Robert Kelly: 'The media makes North Korea look more legitimate'

In recent weeks North Korea has resumed short-range missile tests, worrying neighbours and provoking new concerns about inter-Korean peace talks and US-North Korean dialogue.

The Asia Media Centre spoke with Robert Kelly, Professor of Political Science at Pusan National University in South Korea, during his recent visit to New Zealand.

Robert Kelly

Korean relations expert Professor Robert Kelly.

North Korea has launched a few short-range missiles in recent weeks. What’s motivating that activity?

The short-range tests are designed to needle the Americans to move along on some kind of offer. There hasn’t been a lot of progress in North Korea-US negotiations since Trump and Kim first met in Singapore. There have been big summits and good photo-ops. Trump walked around in North Korea, it was all very symbolic, and we all watched it on TV. But there hasn’t been a treaty or a deal.

The Americans are still having an internal debate about what to offer North Korea in exchange for things like nukes and missiles. Nukes and missiles are valuable in North Korea, and they aren’t going to give them up for some cash and sanctions relief. The North Koreans want something big and juicy.

Does media coverage contribute to North Korea’s strategy?

The North Koreans like media coverage. When Kim met Trump in Singapore, the optics of it were really important. The big part of that meeting wasn’t some deal on nukes. The North Korean leader got to meet the American president in front of the North Korean and American flags and shake hands as equals. That imagery was the real goal of the North Koreans in Singapore.

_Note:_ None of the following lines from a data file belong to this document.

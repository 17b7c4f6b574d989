// ============================================================
// Layer 6 — Checkpoint Manager
// ============================================================
// Saves and restores the best model of a run with Burn's
// gzipped MessagePack recorder at full precision, so a reload
// gives back exactly the network that won validation.
//
// Layout of a run directory:
//   <run>/
//     train_config.json        ← TrainConfig, written before training
//     model_config.json        ← SteganalysisNetConfig
//     best_model.mpk.gz        ← weights + batch-norm statistics
//     best_optim_decay.mpk.gz  ← momentum buffers, decayed group
//     best_optim_plain.mpk.gz  ← momentum buffers, plain group
//     best_state.json          ← epoch, best accuracy, lr
//
// best_state.json is written LAST, so its presence means the
// record files next to it are complete.
//
// The recorder appends `.mpk.gz` itself and replaces anything
// after the last dot, so file stems here never contain dots.

use anyhow::{Context, Result};
use serde::{Deserialize, Serialize};
use std::{
    fs,
    path::{Path, PathBuf},
};
use burn::{
    prelude::*,
    optim::Optimizer,
    record::{FullPrecisionSettings, NamedMpkGzFileRecorder, Recorder},
    tensor::backend::AutodiffBackend,
};

use crate::application::train_use_case::TrainConfig;
use crate::ml::model::{SteganalysisNet, SteganalysisNetConfig};
use crate::ml::optim::GroupedSgd;

const MODEL_FILE:        &str = "best_model";
const OPTIM_DECAY_FILE:  &str = "best_optim_decay";
const OPTIM_PLAIN_FILE:  &str = "best_optim_plain";
const STATE_FILE:        &str = "best_state.json";
const TRAIN_CONFIG_FILE: &str = "train_config.json";
const MODEL_CONFIG_FILE: &str = "model_config.json";
const LOG_FILE:          &str = "train.log";

type CheckpointRecorder = NamedMpkGzFileRecorder<FullPrecisionSettings>;

/// Progress saved alongside the best weights.
#[derive(Debug, Clone, Copy, PartialEq, Serialize, Deserialize)]
pub struct TrainState {
    /// Epoch that produced the best validation accuracy
    pub epoch:         usize,
    pub best_accuracy: f64,
    pub lr:            f64,
}

pub struct CheckpointManager {
    dir: PathBuf,
}

impl CheckpointManager {
    /// Create a new CheckpointManager.
    /// Creates the directory if it doesn't already exist.
    pub fn new(dir: impl Into<PathBuf>) -> Self {
        let dir = dir.into();
        fs::create_dir_all(&dir).ok();
        Self { dir }
    }

    pub fn dir(&self) -> &Path {
        &self.dir
    }

    pub fn log_path(&self) -> PathBuf {
        self.dir.join(LOG_FILE)
    }

    pub fn has_best(&self) -> bool {
        self.dir.join(STATE_FILE).exists()
    }

    /// Save weights, both optimiser states and the progress marker.
    pub fn save_best<B, O>(
        &self,
        model: &SteganalysisNet<B>,
        optim: &GroupedSgd<B, O>,
        state: &TrainState,
    ) -> Result<()>
    where
        B: AutodiffBackend,
        O: Optimizer<SteganalysisNet<B>, B>,
    {
        let recorder = CheckpointRecorder::new();

        let path = self.dir.join(MODEL_FILE);
        <CheckpointRecorder as Recorder<B>>::record(&recorder, model.clone().into_record(), path.clone())
            .with_context(|| format!("Failed to save model to '{}'", path.display()))?;

        let (decayed, plain) = optim.to_records();
        for (record, file) in [(decayed, OPTIM_DECAY_FILE), (plain, OPTIM_PLAIN_FILE)] {
            let path = self.dir.join(file);
            <CheckpointRecorder as Recorder<B>>::record(&recorder, record, path.clone())
                .with_context(|| format!("Failed to save optimiser to '{}'", path.display()))?;
        }

        let path = self.dir.join(STATE_FILE);
        fs::write(&path, serde_json::to_string_pretty(state)?)
            .with_context(|| format!("Failed to write '{}'", path.display()))?;

        tracing::debug!("Saved best checkpoint: epoch {}", state.epoch);
        Ok(())
    }

    pub fn load_state(&self) -> Result<TrainState> {
        let path = self.dir.join(STATE_FILE);
        let json = fs::read_to_string(&path).with_context(|| {
            format!("Cannot find '{}'. Has a best checkpoint been saved?", path.display())
        })?;
        Ok(serde_json::from_str(&json)?)
    }

    /// Load the best weights into `model`.
    /// The architecture must match the one that was saved.
    pub fn load_model<B: Backend>(
        &self,
        model:  SteganalysisNet<B>,
        device: &B::Device,
    ) -> Result<SteganalysisNet<B>> {
        let path   = self.dir.join(MODEL_FILE);
        let record = <CheckpointRecorder as Recorder<B>>::load(&CheckpointRecorder::new(), path.clone(), device)
            .with_context(|| format!("Cannot load model '{}'", path.display()))?;
        Ok(model.load_record(record))
    }

    pub fn load_optimizer<B, O>(
        &self,
        optim:  GroupedSgd<B, O>,
        device: &B::Device,
    ) -> Result<GroupedSgd<B, O>>
    where
        B: AutodiffBackend,
        O: Optimizer<SteganalysisNet<B>, B>,
    {
        let recorder = CheckpointRecorder::new();
        let load = |file: &str| -> Result<O::Record> {
            let path = self.dir.join(file);
            <CheckpointRecorder as Recorder<B>>::load(&recorder, path.clone(), device)
                .with_context(|| format!("Cannot load optimiser '{}'", path.display()))
        };
        let decayed = load(OPTIM_DECAY_FILE)?;
        let plain   = load(OPTIM_PLAIN_FILE)?;
        Ok(optim.load_records(decayed, plain))
    }

    /// Save the training configuration so `evaluate` can rebuild the run.
    pub fn save_config(&self, cfg: &TrainConfig) -> Result<()> {
        write_json(&self.dir.join(TRAIN_CONFIG_FILE), cfg)
    }

    pub fn load_config(&self) -> Result<TrainConfig> {
        read_json(&self.dir.join(TRAIN_CONFIG_FILE))
            .context("Make sure you have run 'train' before 'evaluate'")
    }

    pub fn save_model_config(&self, cfg: &SteganalysisNetConfig) -> Result<()> {
        write_json(&self.dir.join(MODEL_CONFIG_FILE), cfg)
    }

    pub fn load_model_config(&self) -> Result<SteganalysisNetConfig> {
        read_json(&self.dir.join(MODEL_CONFIG_FILE))
    }
}

fn write_json<T: Serialize>(path: &Path, value: &T) -> Result<()> {
    let json = serde_json::to_string_pretty(value)?;
    fs::write(path, json).with_context(|| format!("Cannot write '{}'", path.display()))?;
    tracing::debug!("Wrote '{}'", path.display());
    Ok(())
}

fn read_json<T: for<'de> Deserialize<'de>>(path: &Path) -> Result<T> {
    let json = fs::read_to_string(path)
        .with_context(|| format!("Cannot read '{}'", path.display()))?;
    serde_json::from_str(&json).with_context(|| format!("Malformed '{}'", path.display()))
}

#[cfg(test)]
mod tests {
    use super::*;
    use crate::ml::optim::{grouped_sgd, SgdSettings};
    use burn::backend::{Autodiff, NdArray};

    type TestBackend = Autodiff<NdArray>;

    fn scratch(name: &str) -> CheckpointManager {
        let dir = std::env::temp_dir()
            .join(format!("ucnet-ckpt-{name}-{}", std::process::id()));
        fs::remove_dir_all(&dir).ok();
        CheckpointManager::new(dir)
    }

    #[test]
    fn test_no_best_before_first_save() {
        let ckpt = scratch("empty");
        assert!(!ckpt.has_best());
        assert!(ckpt.load_state().is_err());
    }

    #[test]
    fn test_best_checkpoint_restores_weights_and_state() {
        let ckpt   = scratch("best");
        let device = Default::default();
        let cfg    = SteganalysisNetConfig::new();
        let model  = cfg.init::<TestBackend>(&device);
        let optim  = grouped_sgd::<TestBackend>(&SgdSettings { momentum: 0.9, weight_decay: 5e-4 });
        let state  = TrainState { epoch: 12, best_accuracy: 0.75, lr: 0.01 };

        ckpt.save_best(&model, &optim, &state).unwrap();
        assert!(ckpt.has_best());
        assert_eq!(ckpt.load_state().unwrap(), state);

        let fresh    = cfg.init::<TestBackend>(&device);
        let restored = ckpt.load_model(fresh, &device).unwrap();

        let values = |t: Tensor<TestBackend, 2>| t.into_data().to_vec::<f32>().unwrap();
        assert_eq!(values(model.fc.weight.val()), values(restored.fc.weight.val()));

        let filters = |t: Tensor<TestBackend, 4>| t.into_data().to_vec::<f32>().unwrap();
        assert_eq!(
            filters(model.preprocess.weight.val()),
            filters(restored.preprocess.weight.val()),
        );

        let optim = grouped_sgd::<TestBackend>(&SgdSettings { momentum: 0.9, weight_decay: 5e-4 });
        assert!(ckpt.load_optimizer(optim, &device).is_ok());
    }

    #[test]
    fn test_model_config_round_trips_through_json() {
        let ckpt = scratch("model-config");
        ckpt.save_model_config(&SteganalysisNetConfig::new().with_threshold(3.0)).unwrap();
        assert_eq!(ckpt.load_model_config().unwrap().threshold, 3.0);
    }
}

By meeting the American president and having its flag on television, North Korea — the world’s worst human rights abuser and basically a slave state — looks more normal. The North has always been seen as the failed version of the real Korea, which is the South. But now that the North Koreans get to meet the Americans, it makes North Korea look more legitimate. To get that, you need to be seen on the media.

What is the approach to North Korea by Moon Jae-in’s administration?

Moon is a liberal, which in South Korean parlance means that he’s an engager vis-à-vis North Korea. The idea is if we engage North Korea, we can mitigate its behaviour. I don’t accept that myself. I think it’s highly unlikely that North Korea will change internally because we’re talking to them.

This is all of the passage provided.